Items listed in a dataset
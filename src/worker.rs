//! Worker script assembly.
//!
//! The worker is built from two fragment sets: library fragments, which are
//! concatenated into one unit, and application fragments, which are staged
//! unchanged next to it. The worker entry then imports the library unit by a
//! relative path and the bundler sees both as ordinary modules.
//!
//! Library order is the caller's order. Fragments of a third-party library
//! usually rely on globals declared by earlier ones, so the order is never
//! re-derived from names or directory listings.

use std::fs;

use camino::{Utf8Path, Utf8PathBuf};
use tracing::{debug, info};

use crate::config::Config;
use crate::core::Artifact;
use crate::executor::TaskContext;
use crate::stage::{StageOutput, TransformStage, expand_ordered, glob_base};
use crate::utils::{as_overhead, write_file};

#[derive(Debug, Clone)]
pub struct WorkerAssetAssembler {
    /// Tree the fragments are read from.
    source: Utf8PathBuf,
    /// Tree the library unit and staged fragments are written to.
    staging: Utf8PathBuf,
}

impl WorkerAssetAssembler {
    pub fn new(source: impl Into<Utf8PathBuf>, staging: impl Into<Utf8PathBuf>) -> Self {
        Self {
            source: source.into(),
            staging: staging.into(),
        }
    }

    /// Concatenates `fragments` (source-relative) in the given order into
    /// `output` (staging-relative).
    pub fn concat_library(
        &self,
        fragments: &[Utf8PathBuf],
        output: &Utf8Path,
    ) -> anyhow::Result<Artifact> {
        let mut parts = Vec::with_capacity(fragments.len());

        for fragment in fragments {
            let path = self.source.join(fragment);
            let text = fs::read_to_string(&path)
                .map_err(|e| anyhow::anyhow!("Couldn't read library fragment {path}: {e}"))?;
            debug!(%fragment, bytes = text.len(), "library fragment");
            parts.push(text);
        }

        let unit = Artifact::new(output, parts.join("\n"));
        unit.write_to(&self.staging)?;
        Ok(unit)
    }

    /// Copies `fragments` unchanged from the source tree to the same relative
    /// paths in the staging tree.
    pub fn stage_application(&self, fragments: &[Utf8PathBuf]) -> anyhow::Result<Vec<Utf8PathBuf>> {
        let mut staged = Vec::with_capacity(fragments.len());

        for fragment in fragments {
            let target = self.staging.join(fragment);
            let bytes = fs::read(self.source.join(fragment))?;
            write_file(&target, bytes)?;
            staged.push(target);
        }

        Ok(staged)
    }

    /// Runs both steps and returns the staged location of `entry`, which has
    /// to be one of the application fragments.
    pub fn assemble(
        &self,
        library: &[Utf8PathBuf],
        library_output: &Utf8Path,
        application: &[Utf8PathBuf],
        entry: &Utf8Path,
    ) -> anyhow::Result<Utf8PathBuf> {
        if !application.iter().any(|fragment| fragment == entry) {
            anyhow::bail!("Worker entry '{entry}' is not among the application fragments");
        }

        self.concat_library(library, library_output)?;
        self.stage_application(application)?;

        Ok(self.staging.join(entry))
    }
}

/// First link of the worker chain, writes the library unit.
pub struct LibraryStage {
    assembler: WorkerAssetAssembler,
    patterns: Vec<String>,
    output: Utf8PathBuf,
}

impl LibraryStage {
    pub fn new(config: &Config) -> Self {
        Self {
            assembler: WorkerAssetAssembler::new(config.source_dir(), config.temp_dir()),
            patterns: config.worker.library.clone(),
            output: config.worker.library_output.clone(),
        }
    }
}

impl TransformStage for LibraryStage {
    fn inputs(&self) -> Vec<Utf8PathBuf> {
        self.patterns
            .iter()
            .map(|pattern| self.assembler.source.join(glob_base(pattern)))
            .collect()
    }

    fn outputs(&self) -> Vec<Utf8PathBuf> {
        vec![self.assembler.staging.join(&self.output)]
    }

    fn run(&self, _: &TaskContext) -> anyhow::Result<StageOutput> {
        let s = std::time::Instant::now();
        let fragments = expand_ordered(&self.assembler.source, &self.patterns)?;

        let unit = self.assembler.concat_library(&fragments, &self.output)?;

        info!("Concatenated {} library fragments {}", fragments.len(), as_overhead(s));
        Ok(StageOutput::default().written(self.assembler.staging.join(unit.path)))
    }
}

/// Second link of the worker chain, stages the application fragments next to
/// the library unit.
pub struct StagingStage {
    assembler: WorkerAssetAssembler,
    patterns: Vec<String>,
    library_output: Utf8PathBuf,
}

impl StagingStage {
    pub fn new(config: &Config) -> Self {
        Self {
            assembler: WorkerAssetAssembler::new(config.source_dir(), config.temp_dir()),
            patterns: config.worker.application.clone(),
            library_output: config.worker.library_output.clone(),
        }
    }
}

impl TransformStage for StagingStage {
    fn inputs(&self) -> Vec<Utf8PathBuf> {
        self.patterns
            .iter()
            .map(|pattern| self.assembler.source.join(glob_base(pattern)))
            .collect()
    }

    fn outputs(&self) -> Vec<Utf8PathBuf> {
        self.patterns
            .iter()
            .map(|pattern| self.assembler.staging.join(glob_base(pattern)))
            .collect()
    }

    fn run(&self, _: &TaskContext) -> anyhow::Result<StageOutput> {
        let fragments = expand_ordered(&self.assembler.source, &self.patterns)?;

        if fragments.contains(&self.library_output) {
            anyhow::bail!(
                "Application fragment '{}' would overwrite the library unit",
                self.library_output
            );
        }

        let staged = self.assembler.stage_application(&fragments)?;

        Ok(StageOutput {
            written: staged,
            warnings: Vec::new(),
        })
    }
}
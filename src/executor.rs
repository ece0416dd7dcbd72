//! Wave-based parallel executor for a [`TaskGraph`].

use std::sync::atomic::{AtomicBool, Ordering};
use std::sync::mpsc::channel;
use std::time::{Duration, Instant};

use petgraph::graph::NodeIndex;
use serde::Serialize;
use tracing::{Level, info, warn};
use tracing_indicatif::span_ext::IndicatifSpanExt;

use crate::cache::{CacheStats, CacheStore};
use crate::config::Config;
use crate::error::{BuildError, ConfigError};
use crate::graph::{TaskGraph, TaskId};
use crate::stage::StageOutput;
use crate::toolchain::Toolchain;

/// Shared state of a single build invocation.
pub struct Environment {
    pub config: Config,
    pub cache: CacheStore,
    pub toolchain: Toolchain,
}

impl Environment {
    /// Environment for `config`, with the cache below its cache directory and
    /// the toolchain it selects.
    pub fn new(config: Config) -> Result<Self, ConfigError> {
        Ok(Self {
            cache: CacheStore::open(config.cache_dir()),
            toolchain: Toolchain::from_config(&config)?,
            config,
        })
    }
}

/// The context passed to every task execution.
pub struct TaskContext<'a> {
    pub env: &'a Environment,
    /// Tracing span assigned to this task.
    pub span: tracing::Span,
}

impl std::ops::Deref for TaskContext<'_> {
    type Target = Environment;

    fn deref(&self) -> &Self::Target {
        self.env
    }
}

#[derive(Debug, Clone, Serialize)]
pub struct TaskReport {
    pub id: TaskId,
    pub wave: usize,
    /// Offset from the start of the build.
    pub start_ms: u64,
    pub duration_ms: u64,
    pub output: StageOutput,
}

/// Summary of a successful build.
#[derive(Debug, Clone, Serialize)]
pub struct BuildResult {
    pub waves: Vec<Vec<TaskId>>,
    /// Reports in completion order.
    pub tasks: Vec<TaskReport>,
    pub cache: CacheStats,
    pub duration_ms: u64,
}

impl BuildResult {
    pub fn report(&self, id: &str) -> Option<&TaskReport> {
        self.tasks.iter().find(|report| report.id == id)
    }

    pub fn warnings(&self) -> impl Iterator<Item = (&TaskId, &String)> {
        self.tasks
            .iter()
            .flat_map(|report| report.output.warnings.iter().map(move |w| (&report.id, w)))
    }
}

enum Outcome {
    Done(anyhow::Result<StageOutput>),
    /// Not started because another task in the wave had already failed.
    Skipped,
}

/// Runs every task of `graph`, one wave at a time.
///
/// All tasks of a wave are spawned on the Rayon pool at once and the next
/// wave is only released after every task of the current one has finished.
/// The first failing task aborts the build: tasks of the same wave which
/// haven't started yet are skipped, running ones finish but their results
/// are discarded, and no further wave is dispatched.
pub fn execute(graph: &TaskGraph, env: &Environment) -> Result<BuildResult, BuildError> {
    let build_start = Instant::now();

    let root_span = tracing::span!(Level::INFO, "build");
    root_span.pb_set_length(graph.len() as u64);
    root_span.pb_set_style(&crate::utils::get_style_build()?);
    root_span.pb_set_message("Building...");
    let _enter = root_span.enter();

    let pb_style = crate::utils::get_style_task()?;
    let mut reports = Vec::new();

    for (wave, members) in graph.waves.iter().enumerate() {
        let abort = AtomicBool::new(false);
        let (sender, receiver) = channel::<(NodeIndex, Outcome, Instant, Duration)>();

        rayon::scope(|s| {
            for &index in members {
                let task = &graph.graph[index];
                let sender = sender.clone();
                let pb_style = pb_style.clone();
                let root_span = root_span.clone();
                let abort = &abort;

                s.spawn(move |_| {
                    let start = Instant::now();

                    if abort.load(Ordering::SeqCst) {
                        sender.send((index, Outcome::Skipped, start, Duration::ZERO)).ok();
                        return;
                    }

                    let span = tracing::span!(parent: &root_span, Level::INFO, "task", id = %task.id);
                    span.pb_set_style(&pb_style);
                    span.pb_set_message(&format!("Running {}", task.id));
                    let _enter = span.enter();

                    let ctx = TaskContext {
                        env,
                        span: span.clone(),
                    };

                    let result = std::panic::catch_unwind(std::panic::AssertUnwindSafe(|| {
                        task.run(&ctx)
                    }))
                    .unwrap_or_else(|panic| {
                        let msg = if let Some(s) = panic.downcast_ref::<&str>() {
                            format!("Task panicked: {s}")
                        } else if let Some(s) = panic.downcast_ref::<String>() {
                            format!("Task panicked: {s}")
                        } else {
                            String::from("Task panicked with unknown payload")
                        };

                        Err(anyhow::anyhow!(msg))
                    });

                    if result.is_err() {
                        abort.store(true, Ordering::SeqCst);
                    }

                    root_span.pb_inc(1);
                    sender
                        .send((index, Outcome::Done(result), start, start.elapsed()))
                        .ok();
                });
            }
        });

        drop(sender);

        // Results arrive in completion order, the first error wins.
        let mut failure = None;

        for (index, outcome, start, duration) in receiver {
            let id = graph.graph[index].id.clone();

            match outcome {
                Outcome::Done(Ok(output)) if failure.is_none() => {
                    info!(task = %id, written = output.written.len(), "{} {}", id, crate::utils::as_millis(duration));

                    for warning in &output.warnings {
                        warn!(task = %id, "{warning}");
                    }

                    reports.push(TaskReport {
                        id,
                        wave,
                        start_ms: start.duration_since(build_start).as_millis() as u64,
                        duration_ms: duration.as_millis() as u64,
                        output,
                    });
                }
                Outcome::Done(Ok(_)) | Outcome::Skipped => {}
                Outcome::Done(Err(cause)) => {
                    if failure.is_none() {
                        failure = Some(BuildError::Task { id, cause });
                    } else {
                        warn!(task = %id, "also failed: {cause:#}");
                    }
                }
            }
        }

        if let Some(err) = failure {
            return Err(err);
        }
    }

    info!("Build complete {}", crate::utils::as_overhead(build_start));

    Ok(BuildResult {
        waves: graph.waves(),
        tasks: reports,
        cache: env.cache.stats(),
        duration_ms: build_start.elapsed().as_millis() as u64,
    })
}
use camino::Utf8PathBuf;
use thiserror::Error;

use crate::graph::TaskId;

#[derive(Debug, Error)]
pub enum GraphError {
    #[error("Task '{0}' is declared more than once")]
    DuplicateTask(TaskId),

    #[error("Task '{task}' depends on unknown task '{dependency}'")]
    UnknownDependency { task: TaskId, dependency: TaskId },

    #[error("Cycle detected in task graph at task '{0}'")]
    Cycle(TaskId),

    #[error("Tasks '{first}' and '{second}' can run concurrently but both write '{path}'")]
    OutputConflict {
        first: TaskId,
        second: TaskId,
        path: Utf8PathBuf,
    },

    #[error("Task graph must have exactly one sink, found {0:?}")]
    Sink(Vec<TaskId>),
}

#[derive(Debug, Error)]
pub enum ClearError {
    #[error("Failed to remove {0}:\n{1}")]
    Remove(Utf8PathBuf, std::io::Error),

    #[error("Failed to create {0}:\n{1}")]
    Create(Utf8PathBuf, std::io::Error),
}

#[derive(Debug, Error)]
pub enum PreflightError {
    #[error("Source directory '{0}' does not exist")]
    MissingSource(Utf8PathBuf),

    #[error("'{0}' is written by more than one bundle")]
    SharedOutput(Utf8PathBuf),

    #[error("Invalid source pattern:\n{0:#}")]
    Pattern(anyhow::Error),

    #[error("The {what} '{path}' does not exist")]
    MissingEntry {
        what: &'static str,
        path: Utf8PathBuf,
    },
}

#[derive(Debug, Error)]
pub enum BuildError {
    #[error(transparent)]
    Io(#[from] std::io::Error),

    #[error("Invalid task graph:\n{0}")]
    Graph(#[from] GraphError),

    #[error("Error while checking the build environment:\n{0}")]
    Preflight(#[from] PreflightError),

    #[error("Error while clearing build outputs:\n{0}")]
    Clear(#[from] ClearError),

    #[error(transparent)]
    Config(#[from] ConfigError),

    #[error(transparent)]
    Template(#[from] indicatif::style::TemplateError),

    #[error("Task '{id}' failed:\n{cause:#}")]
    Task { id: TaskId, cause: anyhow::Error },

    #[error(transparent)]
    Other(anyhow::Error),
}

impl BuildError {
    /// The id of the task which aborted the build, if the failure came from a task.
    pub fn task_id(&self) -> Option<&str> {
        match self {
            BuildError::Task { id, .. } => Some(id.as_ref()),
            _ => None,
        }
    }
}

#[derive(Debug, Error)]
pub enum BundleError {
    #[error("Entry point '{0}' does not exist")]
    MissingEntry(Utf8PathBuf),

    #[error("Couldn't bundle '{entry}':\n{cause:#}")]
    Bundle {
        entry: Utf8PathBuf,
        cause: anyhow::Error,
    },

    #[error("Transpilation to '{baseline}' failed:\n{cause:#}")]
    Transpile {
        baseline: String,
        cause: anyhow::Error,
    },

    #[error("Minification failed:\n{0:#}")]
    Minify(anyhow::Error),

    #[error(transparent)]
    Io(#[from] std::io::Error),
}

#[derive(Debug, Error)]
pub enum CacheError {
    #[error("Cache I/O error at {0}:\n{1}")]
    Io(Utf8PathBuf, std::io::Error),

    #[error("Couldn't encode cache metadata:\n{0}")]
    Encode(String),
}

#[derive(Debug, Error)]
pub enum ConfigError {
    #[error("Couldn't read config file {0}:\n{1}")]
    Io(Utf8PathBuf, std::io::Error),

    #[error("Couldn't parse config file {0}:\n{1}")]
    Parse(Utf8PathBuf, toml::de::Error),

    #[error("Invalid baseline '{0}', expected something like 'chrome41' or 'es2017'")]
    Baseline(String),

    #[error("Invalid browser version '{1}' for '{0}'")]
    BrowserVersion(&'static str, String),
}

#[cfg(test)]
mod tests {
    use super::*;

    #[test]
    fn task_error_names_the_task() {
        let err = BuildError::Task {
            id: "client-legacy".into(),
            cause: anyhow::anyhow!("boom"),
        };

        assert_eq!(err.task_id(), Some("client-legacy"));
        assert!(err.to_string().contains("client-legacy"));
        assert!(err.to_string().contains("boom"));
    }

    #[test]
    fn bundle_error_keeps_the_tool_output() {
        let err = BundleError::Bundle {
            entry: "app/scripts/main.js".into(),
            cause: anyhow::anyhow!("Could not resolve \"./missing.js\""),
        };

        assert_eq!(
            err.to_string(),
            "Couldn't bundle 'app/scripts/main.js':\nCould not resolve \"./missing.js\""
        );
    }
}
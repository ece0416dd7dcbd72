//! Stylesheet pipeline: per-file prefixing, then one concatenated and
//! minified stylesheet.

use std::fs;

use camino::{Utf8Path, Utf8PathBuf};
use lightningcss::stylesheet::{MinifyOptions, ParserOptions, PrinterOptions, StyleSheet};
use lightningcss::targets::{Browsers, Targets};
use rayon::prelude::*;
use thiserror::Error;
use tracing::info;

use crate::bundle::Baseline;
use crate::config::{BrowserList, Config};
use crate::error::ConfigError;
use crate::executor::TaskContext;
use crate::stage::{StageOutput, TransformStage, expand_ordered, glob_base};
use crate::toolchain::{Minifier, Prefixer};
use crate::utils::{as_overhead, write_file};

/// Errors that can occur when compiling Stylesheets.
#[derive(Debug, Error)]
pub enum StyleError {
    /// An I/O error occurred.
    #[error("Couldn't read {0}:\n{1}")]
    Io(Utf8PathBuf, std::io::Error),

    /// A Sass compilation error occurred.
    #[cfg(feature = "grass")]
    #[error("Sass compilation error: {0}")]
    Sass(#[from] Box<grass::Error>),

    /// Lightning CSS rejected the stylesheet.
    #[error("{path}: {message}")]
    Css { path: Utf8PathBuf, message: String },
}

impl StyleError {
    fn css<T: std::fmt::Display>(path: &Utf8Path, e: lightningcss::error::Error<T>) -> Self {
        StyleError::Css {
            path: path.to_owned(),
            message: e.to_string(),
        }
    }
}

/// Prefixing and minification through Lightning CSS, for a fixed set of
/// browser targets.
#[derive(Debug, Clone)]
pub struct Lightning {
    targets: Targets,
}

impl Lightning {
    pub fn new(browsers: &BrowserList) -> Result<Self, ConfigError> {
        let version = |name: &'static str, value: &Option<String>| {
            value.as_deref().map(|v| parse_version(name, v)).transpose()
        };

        let browsers = Browsers {
            android: version("android", &browsers.android)?,
            chrome: version("chrome", &browsers.chrome)?,
            edge: version("edge", &browsers.edge)?,
            firefox: version("firefox", &browsers.firefox)?,
            ie: version("ie", &browsers.ie)?,
            ios_saf: version("ios", &browsers.ios)?,
            opera: version("opera", &browsers.opera)?,
            safari: version("safari", &browsers.safari)?,
            samsung: version("samsung", &browsers.samsung)?,
        };

        Ok(Self {
            targets: Targets::from(browsers),
        })
    }

    fn process(&self, path: &Utf8Path, css: &str, minify: bool) -> Result<String, StyleError> {
        let options = ParserOptions {
            filename: path.to_string(),
            ..ParserOptions::default()
        };

        let mut sheet = StyleSheet::parse(css, options).map_err(|e| StyleError::css(path, e))?;

        sheet
            .minify(MinifyOptions {
                targets: self.targets,
                ..MinifyOptions::default()
            })
            .map_err(|e| StyleError::css(path, e))?;

        let printed = sheet
            .to_css(PrinterOptions {
                minify,
                targets: self.targets,
                ..PrinterOptions::default()
            })
            .map_err(|e| StyleError::css(path, e))?;

        Ok(printed.code)
    }
}

/// Browser versions are encoded the way Lightning CSS expects them,
/// `major << 16 | minor << 8 | patch`.
fn parse_version(name: &'static str, value: &str) -> Result<u32, ConfigError> {
    let invalid = || ConfigError::BrowserVersion(name, value.to_string());

    let mut parts = value.trim().split('.');
    let mut component = |shift: u32, required: bool| -> Result<u32, ConfigError> {
        match parts.next() {
            Some(part) => {
                let n: u32 = part.parse().map_err(|_| invalid())?;
                if n > 0xFF && shift < 16 {
                    return Err(invalid());
                }
                Ok(n << shift)
            }
            None if required => Err(invalid()),
            None => Ok(0),
        }
    };

    let version = component(16, true)? | component(8, false)? | component(0, false)?;

    if parts.next().is_some() {
        return Err(invalid());
    }

    Ok(version)
}

impl Prefixer for Lightning {
    fn prefix(&self, path: &Utf8Path, css: &str) -> anyhow::Result<String> {
        Ok(self.process(path, css, false)?)
    }
}

impl Minifier for Lightning {
    fn minify(&self, source: &str, _: Option<&Baseline>) -> anyhow::Result<String> {
        Ok(self.process(Utf8Path::new("app.css"), source, true)?)
    }
}

/// Prefixes every stylesheet into the temporary tree, then concatenates them
/// in sorted path order into the one minified distribution stylesheet.
pub struct StyleStage {
    source: Utf8PathBuf,
    temp: Utf8PathBuf,
    sources: Vec<String>,
    output: Utf8PathBuf,
}

impl StyleStage {
    pub fn new(config: &Config) -> Self {
        Self {
            source: config.source_dir(),
            temp: config.temp_dir(),
            sources: config.styles.sources.clone(),
            output: config.dist(&config.styles.output),
        }
    }

    fn staged(&self, path: &Utf8Path) -> Utf8PathBuf {
        self.temp.join(path).with_extension("css")
    }
}

impl TransformStage for StyleStage {
    fn inputs(&self) -> Vec<Utf8PathBuf> {
        self.sources
            .iter()
            .map(|pattern| self.source.join(glob_base(pattern)))
            .collect()
    }

    fn outputs(&self) -> Vec<Utf8PathBuf> {
        let mut outputs: Vec<_> = self
            .sources
            .iter()
            .map(|pattern| self.temp.join(glob_base(pattern)))
            .collect();
        outputs.dedup();
        outputs.push(self.output.clone());
        outputs
    }

    fn run(&self, ctx: &TaskContext) -> anyhow::Result<StageOutput> {
        let s = std::time::Instant::now();

        let mut paths = expand_ordered(&self.source, &self.sources)?;
        paths.sort();

        let prefixed = paths
            .par_iter()
            .map(|path| -> anyhow::Result<String> {
                let css = compile(&self.source.join(path))?;
                let css = ctx.toolchain.prefixer.prefix(path, &css)?;
                write_file(&self.staged(path), &css)?;
                Ok(css)
            })
            .collect::<anyhow::Result<Vec<_>>>()?;

        let bundle = ctx.toolchain.style_minifier.minify(&prefixed.join("\n"), None)?;
        write_file(&self.output, &bundle)?;

        info!("Compiled {} stylesheets {}", paths.len(), as_overhead(s));

        let mut output = StageOutput::default();
        for path in &paths {
            output = output.written(self.staged(path));
        }
        Ok(output.written(self.output.clone()))
    }
}

fn compile(path: &Utf8Path) -> Result<String, StyleError> {
    #[cfg(feature = "grass")]
    if path.extension() == Some("scss") {
        return Ok(grass::from_path(path, &grass::Options::default())?);
    }

    fs::read_to_string(path).map_err(|e| StyleError::Io(path.to_owned(), e))
}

YOUR ASSIGNMENT ->
Where a line of the records includes "occurred", copy it.

COMPLETED EXERCISE ->
    /// An I/O error occurred.
    /// A Sass compilation error occurred.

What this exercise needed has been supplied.